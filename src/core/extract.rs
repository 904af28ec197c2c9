use crate::domain::model::RankingRecord;
use crate::utils::error::{Result, ToolkitError};
use regex::Regex;
use scraper::{ElementRef, Html, Selector};
use std::sync::LazyLock;

pub const RATING_COUNT: FieldSelector = FieldSelector::new("span", "ranking-item__rating--count");
pub const RATING_VALUE: FieldSelector = FieldSelector::new("span", "ranking-item__rating--value");
pub const PRICE: FieldSelector = FieldSelector::new("div", "ranking-item__price");
pub const DESCRIPTION: FieldSelector = FieldSelector::new("div", "ranking-item__desc");
pub const ITEM: FieldSelector = FieldSelector::new("*", "ranking-item");

static DECIMAL: LazyLock<Regex> =
    LazyLock::new(|| Regex::new(r"\d+(?:\.\d+)?").expect("valid decimal regex"));
static GROUPED_INT: LazyLock<Regex> =
    LazyLock::new(|| Regex::new(r"[0-9][0-9,]*").expect("valid integer regex"));
static FILLED: LazyLock<Regex> =
    LazyLock::new(|| Regex::new(r"\bfilled\b").expect("valid marker regex"));

/// 以標籤名稱加 class 定位元素
#[derive(Debug, Clone, Copy, PartialEq, Eq)]
pub struct FieldSelector {
    pub tag: &'static str,
    pub class: &'static str,
}

impl FieldSelector {
    pub const fn new(tag: &'static str, class: &'static str) -> Self {
        Self { tag, class }
    }

    pub fn css(&self) -> String {
        format!("{}.{}", self.tag, self.class)
    }

    pub fn compile(&self) -> Result<Selector> {
        let css = self.css();
        Selector::parse(&css).map_err(|e| ToolkitError::ParseError {
            message: format!("invalid selector '{}': {}", css, e),
        })
    }
}

/// 單一頁面解析一次後取出的五組欄位
#[derive(Debug, Clone, Default, PartialEq)]
pub struct PageFields {
    pub rankings: Vec<u32>,
    pub ratings: Vec<Option<f64>>,
    pub reviews: Vec<Option<u64>>,
    pub costs: Vec<u8>,
    pub summaries: Vec<String>,
}

pub struct RankingPage {
    document: Html,
    limit: usize,
}

impl RankingPage {
    pub fn parse(html: &str, limit: usize) -> Self {
        Self {
            document: Html::parse_document(html),
            limit,
        }
    }

    fn select(&self, field: FieldSelector) -> Result<Vec<ElementRef<'_>>> {
        let selector = field.compile()?;
        Ok(self.document.select(&selector).take(self.limit).collect())
    }

    pub fn rankings(&self) -> Result<Vec<u32>> {
        let count = self.select(RATING_COUNT)?.len();
        Ok((1..=count as u32).collect())
    }

    pub fn ratings(&self) -> Result<Vec<Option<f64>>> {
        Ok(self
            .select(RATING_VALUE)?
            .into_iter()
            .map(|el| parse_rating(&element_text(&el)))
            .collect())
    }

    pub fn reviews(&self) -> Result<Vec<Option<u64>>> {
        Ok(self
            .select(RATING_COUNT)?
            .into_iter()
            .map(|el| parse_review_count(&element_text(&el)))
            .collect())
    }

    pub fn costs(&self) -> Result<Vec<u8>> {
        Ok(self
            .select(PRICE)?
            .into_iter()
            .map(|el| count_cost_markers(&el.html()))
            .collect())
    }

    pub fn summaries(&self) -> Result<Vec<String>> {
        Ok(self
            .select(DESCRIPTION)?
            .into_iter()
            .map(|el| clean_summary(&element_text(&el)))
            .collect())
    }

    /// 先找出每個項目容器，再在容器內取欄位；沒有容器時才依頁內位置組合
    pub fn records(&self, topic: &str) -> Result<Vec<RankingRecord>> {
        let items = self.select(ITEM)?;
        if items.is_empty() {
            tracing::debug!("No item containers for '{}', pairing fields by position", topic);
            return Ok(zip_page(topic, self.fields()?));
        }

        let selectors = ItemSelectors::compile()?;
        let records: Vec<RankingRecord> = items
            .iter()
            .enumerate()
            .filter_map(|(i, item)| selectors.record(topic, i as u32 + 1, item))
            .collect();

        let incomplete = records
            .iter()
            .filter(|r| r.rating.is_none() || r.reviews.is_none() || r.cost.is_none())
            .count();
        if incomplete > 0 {
            tracing::warn!(
                "⚠️ {} of {} items on '{}' are missing fields",
                incomplete,
                records.len(),
                topic
            );
        }
        if records.len() < items.len() {
            tracing::warn!(
                "⚠️ Skipped {} items without a description on '{}'",
                items.len() - records.len(),
                topic
            );
        }
        Ok(records)
    }

    pub fn fields(&self) -> Result<PageFields> {
        Ok(PageFields {
            rankings: self.rankings()?,
            ratings: self.ratings()?,
            reviews: self.reviews()?,
            costs: self.costs()?,
            summaries: self.summaries()?,
        })
    }
}

struct ItemSelectors {
    count: Selector,
    value: Selector,
    price: Selector,
    desc: Selector,
}

impl ItemSelectors {
    fn compile() -> Result<Self> {
        Ok(Self {
            count: RATING_COUNT.compile()?,
            value: RATING_VALUE.compile()?,
            price: PRICE.compile()?,
            desc: DESCRIPTION.compile()?,
        })
    }

    /// 沒有摘要的容器不算一筆
    fn record(&self, topic: &str, ranking: u32, item: &ElementRef<'_>) -> Option<RankingRecord> {
        let first = |selector: &Selector| item.select(selector).next();
        let summary = clean_summary(&element_text(&first(&self.desc)?));

        Some(RankingRecord {
            topic: topic.to_string(),
            ranking,
            rating: first(&self.value).and_then(|el| parse_rating(&element_text(&el))),
            reviews: first(&self.count).and_then(|el| parse_review_count(&element_text(&el))),
            cost: first(&self.price).map(|el| count_cost_markers(&el.html())),
            summary,
        })
    }
}

fn element_text(el: &ElementRef<'_>) -> String {
    el.text().collect::<String>()
}

pub fn parse_rating(text: &str) -> Option<f64> {
    DECIMAL.find(text)?.as_str().parse().ok()
}

pub fn parse_review_count(text: &str) -> Option<u64> {
    let digits: String = GROUPED_INT
        .find(text)?
        .as_str()
        .chars()
        .filter(|c| *c != ',')
        .collect();
    digits.parse().ok()
}

/// 價格以實心圖示數量表示（$ 到 $$$$）
pub fn count_cost_markers(fragment: &str) -> u8 {
    FILLED.find_iter(fragment).count().min(u8::MAX as usize) as u8
}

pub fn clean_summary(text: &str) -> String {
    text.replace(['\n', '\r'], "").trim().to_string()
}

/// 依頁內位置組合欄位；筆數以摘要數量為準，缺的欄位留空
pub fn zip_page(topic: &str, fields: PageFields) -> Vec<RankingRecord> {
    let n = fields.summaries.len();
    let lens = [
        fields.rankings.len(),
        fields.ratings.len(),
        fields.reviews.len(),
        fields.costs.len(),
    ];
    if lens.iter().any(|len| *len != n) {
        tracing::warn!(
            "⚠️ Field counts differ on '{}': summaries={}, rankings={}, ratings={}, reviews={}, costs={}",
            topic,
            n,
            lens[0],
            lens[1],
            lens[2],
            lens[3]
        );
    }

    fields
        .summaries
        .into_iter()
        .enumerate()
        .map(|(i, summary)| RankingRecord {
            topic: topic.to_string(),
            ranking: fields
                .rankings
                .get(i)
                .copied()
                .unwrap_or(i as u32 + 1),
            rating: fields.ratings.get(i).copied().flatten(),
            reviews: fields.reviews.get(i).copied().flatten(),
            cost: fields.costs.get(i).copied(),
            summary,
        })
        .collect()
}
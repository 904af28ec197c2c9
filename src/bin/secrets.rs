use anyhow::Context;
use clap::Parser;
use prework_toolkit::config::secrets::{mask, Secrets, DATABASE_PASSWORD, SECRET_KEY};
use prework_toolkit::utils::logger;
use prework_toolkit::{EnvFile, SecretsArgs};

fn report(name: &str, value: Option<&str>) {
    match value {
        Some(v) => println!("{:<20} {}", name, mask(v)),
        None => println!("{:<20} (not set)", name),
    }
}

fn main() -> anyhow::Result<()> {
    let args = SecretsArgs::parse();
    logger::init_cli_logger(args.verbose);

    let env = EnvFile::load(&args.env_file)
        .with_context(|| format!("failed to read env file '{}'", args.env_file))?;
    if !env.found() {
        tracing::warn!("Env file {} not found; using the process environment only", env.path().display());
    }

    let secrets = Secrets::from_env_file(&env);
    report(SECRET_KEY, secrets.secret_key.as_deref());
    report(DATABASE_PASSWORD, secrets.database_password.as_deref());

    for key in &args.keys {
        report(key, env.get(key).as_deref());
    }

    Ok(())
}
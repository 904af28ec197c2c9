pub mod config;
pub mod core;
pub mod db;
pub mod domain;
pub mod utils;

pub use config::{cli::LocalStorage, secrets::EnvFile, toml_config::RankingsTomlConfig};

#[cfg(feature = "cli")]
pub use config::{CalcArgs, MysqlArgs, RankingsConfig, SecretsArgs};

#[cfg(feature = "mysql")]
pub use db::MysqlSource;

pub use core::{etl::EtlEngine, pipeline::RankingsPipeline};
pub use domain::model::{Cell, RankingRecord, Table};
pub use utils::error::{Result, ToolkitError};
use crate::config::{
    default_topics, validate_provider, DEFAULT_BASE_URL, DEFAULT_MAX_ITEMS,
    DEFAULT_RETRY_ATTEMPTS, DEFAULT_RETRY_DELAY_MS, DEFAULT_TIMEOUT_SECS,
};
use crate::core::{ConfigProvider, OutputFormat};
use crate::utils::error::Result;
use crate::utils::validation::Validate;
use regex::Regex;
use serde::{Deserialize, Serialize};
use std::path::Path;
use std::sync::LazyLock;

static ENV_REF: LazyLock<Regex> =
    LazyLock::new(|| Regex::new(r"\$\{([^}]+)\}").expect("valid env reference regex"));

#[derive(Debug, Clone, Serialize, Deserialize)]
pub struct RankingsTomlConfig {
    #[serde(default)]
    pub source: SourceConfig,
    #[serde(default)]
    pub extract: ExtractConfig,
    pub load: LoadConfig,
    pub monitoring: Option<MonitoringConfig>,
}

#[derive(Debug, Clone, Serialize, Deserialize)]
pub struct SourceConfig {
    #[serde(default = "default_base_url")]
    pub base_url: String,
    #[serde(default = "default_topics")]
    pub topics: Vec<String>,
    pub timeout_seconds: Option<u64>,
    pub retry_attempts: Option<u32>,
    pub retry_delay_ms: Option<u64>,
}

impl Default for SourceConfig {
    fn default() -> Self {
        Self {
            base_url: default_base_url(),
            topics: default_topics(),
            timeout_seconds: None,
            retry_attempts: None,
            retry_delay_ms: None,
        }
    }
}

#[derive(Debug, Clone, Default, Serialize, Deserialize)]
pub struct ExtractConfig {
    pub max_items: Option<usize>,
}

#[derive(Debug, Clone, Serialize, Deserialize)]
pub struct LoadConfig {
    pub output_path: String,
    pub output_formats: Vec<String>,
    #[serde(default)]
    pub compress: bool,
}

#[derive(Debug, Clone, Serialize, Deserialize)]
pub struct MonitoringConfig {
    pub enabled: bool,
}

fn default_base_url() -> String {
    DEFAULT_BASE_URL.to_string()
}

impl RankingsTomlConfig {
    /// 從 TOML 檔案載入配置
    pub fn from_file<P: AsRef<Path>>(path: P) -> Result<Self> {
        let content = std::fs::read_to_string(&path)?;
        Self::from_toml_str(&content)
    }

    /// 從 TOML 字串解析配置
    pub fn from_toml_str(content: &str) -> Result<Self> {
        let processed = Self::substitute_env_vars(content);
        Ok(toml::from_str(&processed)?)
    }

    /// 替換 `${VAR}`；未設定的變數保持原樣
    fn substitute_env_vars(content: &str) -> String {
        ENV_REF
            .replace_all(content, |caps: &regex::Captures| {
                let var_name = &caps[1];
                std::env::var(var_name).unwrap_or_else(|_| format!("${{{}}}", var_name))
            })
            .into_owned()
    }

    pub fn monitoring_enabled(&self) -> bool {
        self.monitoring.as_ref().map(|m| m.enabled).unwrap_or(false)
    }
}

impl ConfigProvider for RankingsTomlConfig {
    fn base_url(&self) -> &str {
        &self.source.base_url
    }

    fn topics(&self) -> &[String] {
        &self.source.topics
    }

    fn max_items(&self) -> usize {
        self.extract.max_items.unwrap_or(DEFAULT_MAX_ITEMS)
    }

    fn output_path(&self) -> &str {
        &self.load.output_path
    }

    fn output_formats(&self) -> Vec<OutputFormat> {
        self.load
            .output_formats
            .iter()
            .filter_map(|f| OutputFormat::parse(f))
            .collect()
    }

    fn compress(&self) -> bool {
        self.load.compress
    }

    fn timeout_secs(&self) -> u64 {
        self.source.timeout_seconds.unwrap_or(DEFAULT_TIMEOUT_SECS)
    }

    fn retry_attempts(&self) -> u32 {
        self.source.retry_attempts.unwrap_or(DEFAULT_RETRY_ATTEMPTS)
    }

    fn retry_delay_ms(&self) -> u64 {
        self.source.retry_delay_ms.unwrap_or(DEFAULT_RETRY_DELAY_MS)
    }
}

impl Validate for RankingsTomlConfig {
    fn validate(&self) -> Result<()> {
        validate_provider(self, &self.load.output_formats)
    }
}

#[cfg(test)]
mod tests {
    use super::*;
    use crate::utils::error::ToolkitError;
    use std::io::Write;
    use tempfile::NamedTempFile;

    #[test]
    fn test_minimal_config_uses_defaults() {
        let toml_content = r#"
[load]
output_path = "./out"
output_formats = ["csv"]
"#;

        let config = RankingsTomlConfig::from_toml_str(toml_content).unwrap();

        assert_eq!(config.base_url(), DEFAULT_BASE_URL);
        assert_eq!(config.topics().len(), 5);
        assert_eq!(config.max_items(), 20);
        assert_eq!(config.retry_attempts(), DEFAULT_RETRY_ATTEMPTS);
        assert_eq!(config.output_formats(), vec![OutputFormat::Csv]);
        assert!(!config.compress());
        assert!(!config.monitoring_enabled());
        assert!(config.validate().is_ok());
    }

    #[test]
    fn test_full_config() {
        let toml_content = r#"
[source]
base_url = "http://localhost:8080/rankings/"
topics = ["best-online-bootcamps"]
timeout_seconds = 5
retry_attempts = 0

[extract]
max_items = 10

[load]
output_path = "./out"
output_formats = ["json", "tsv"]
compress = true

[monitoring]
enabled = true
"#;

        let config = RankingsTomlConfig::from_toml_str(toml_content).unwrap();

        assert_eq!(
            config.page_url("best-online-bootcamps"),
            "http://localhost:8080/rankings/best-online-bootcamps"
        );
        assert_eq!(config.max_items(), 10);
        assert_eq!(config.timeout_secs(), 5);
        assert_eq!(config.retry_attempts(), 0);
        assert_eq!(
            config.output_formats(),
            vec![OutputFormat::Json, OutputFormat::Tsv]
        );
        assert!(config.compress());
        assert!(config.monitoring_enabled());
    }

    #[test]
    fn test_env_var_substitution() {
        std::env::set_var("PREWORK_TEST_OUTPUT_DIR", "/tmp/rankings-out");

        let toml_content = r#"
[load]
output_path = "${PREWORK_TEST_OUTPUT_DIR}"
output_formats = ["csv"]
"#;

        let config = RankingsTomlConfig::from_toml_str(toml_content).unwrap();
        assert_eq!(config.output_path(), "/tmp/rankings-out");

        std::env::remove_var("PREWORK_TEST_OUTPUT_DIR");
    }

    #[test]
    fn test_config_validation() {
        let toml_content = r#"
[source]
base_url = "not-a-url"

[load]
output_path = "./out"
output_formats = ["csv"]
"#;
        let config = RankingsTomlConfig::from_toml_str(toml_content).unwrap();
        assert!(config.validate().is_err());

        let toml_content = r#"
[source]
topics = []

[load]
output_path = "./out"
output_formats = ["csv"]
"#;
        let config = RankingsTomlConfig::from_toml_str(toml_content).unwrap();
        assert!(config.validate().is_err());
    }

    #[test]
    fn test_invalid_toml_is_an_error() {
        let err = RankingsTomlConfig::from_toml_str("[load\noutput_path = 1").unwrap_err();
        assert!(matches!(err, ToolkitError::TomlError(_)));
    }

    #[test]
    fn test_config_from_file() {
        let mut temp_file = NamedTempFile::new().unwrap();
        temp_file
            .write_all(b"[load]\noutput_path = \"./output\"\noutput_formats = [\"csv\", \"json\"]\n")
            .unwrap();

        let config = RankingsTomlConfig::from_file(temp_file.path()).unwrap();
        assert_eq!(config.output_path(), "./output");
        assert_eq!(config.output_formats().len(), 2);
    }
}
//! Detection building blocks: pivot scanner, extremum tracker, divergence
//! classifier and divergence store.

pub mod classifier;
pub mod pivot;
pub mod store;
pub mod tracker;

pub use classifier::{classify, ExtremumSample};
pub use pivot::{is_pivot, is_pivot_high, is_pivot_low};
pub use store::DivergenceStore;
pub use tracker::ExtremumTracker;
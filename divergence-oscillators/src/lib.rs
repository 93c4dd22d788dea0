//! Streaming oscillators for the divergence detector.
//!
//! Every oscillator implements `divergence_core::Oscillator`: it consumes one
//! confirmed bar at a time and appends one value, NaN during warm-up.
//! `BuiltinOscillators` is the `OscillatorFactory` hosts inject into the detector.
//!
//! `Ema` and `Sma` are building blocks over plain `f64` inputs.

pub mod awesome;
pub mod ema;
pub mod factory;
pub mod macd;
pub mod rsi;
pub mod sma;

pub use awesome::AwesomeOscillator;
pub use ema::Ema;
pub use factory::BuiltinOscillators;
pub use macd::Macd;
pub use rsi::Rsi;
pub use sma::Sma;

use divergence_core::domain::Bar;
use divergence_core::{Oscillator, Series};

/// Push every bar through `oscillator` and return its full output series.
pub fn compute(oscillator: &mut dyn Oscillator, bars: &[Bar]) -> Vec<f64> {
    for bar in bars {
        oscillator.push(bar);
    }
    (0..oscillator.len())
        .map(|i| oscillator.get(i).unwrap_or(f64::NAN))
        .collect()
}

/// Create synthetic bars from close prices for testing.
///
/// Generates plausible OHLV: open = prev_close (or close for first bar),
/// high = max(open,close) + 1.0, low = min(open,close) - 1.0, volume = 1000.
#[cfg(test)]
pub fn make_bars(closes: &[f64]) -> Vec<Bar> {
    let base = chrono::NaiveDate::from_ymd_opt(2024, 1, 2)
        .unwrap()
        .and_hms_opt(0, 0, 0)
        .unwrap();
    closes
        .iter()
        .enumerate()
        .map(|(i, &close)| {
            let open = if i == 0 { close } else { closes[i - 1] };
            Bar {
                symbol: "TEST".to_string(),
                time: base + chrono::Duration::days(i as i64),
                open,
                high: open.max(close) + 1.0,
                low: open.min(close) - 1.0,
                close,
                volume: 1000,
            }
        })
        .collect()
}

/// Assert two f64 values are approximately equal (within epsilon).
#[cfg(test)]
pub fn assert_approx(actual: f64, expected: f64, epsilon: f64) {
    assert!(
        (actual - expected).abs() < epsilon,
        "assert_approx failed: actual={actual}, expected={expected}, diff={}, epsilon={epsilon}",
        (actual - expected).abs()
    );
}

/// Default epsilon for oscillator tests.
#[cfg(test)]
pub const DEFAULT_EPSILON: f64 = 1e-10;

**Task statement**
From the records above, transcribe without alteration every line from the one with "fn base_url(&self) ->" to the one with "fn timeout_secs(&self) ->", inclusive.

**Exercise result**
    fn base_url(&self) -> &str {
        &self.source.base_url
    }

    fn topics(&self) -> &[String] {
        &self.source.topics
    }

    fn max_items(&self) -> usize {
        self.extract.max_items.unwrap_or(DEFAULT_MAX_ITEMS)
    }

    fn output_path(&self) -> &str {
        &self.load.output_path
    }

    fn output_formats(&self) -> Vec<OutputFormat> {
        self.load
            .output_formats
            .iter()
            .filter_map(|f| OutputFormat::parse(f))
            .collect()
    }

    fn compress(&self) -> bool {
        self.load.compress
    }

    fn timeout_secs(&self) -> u64 {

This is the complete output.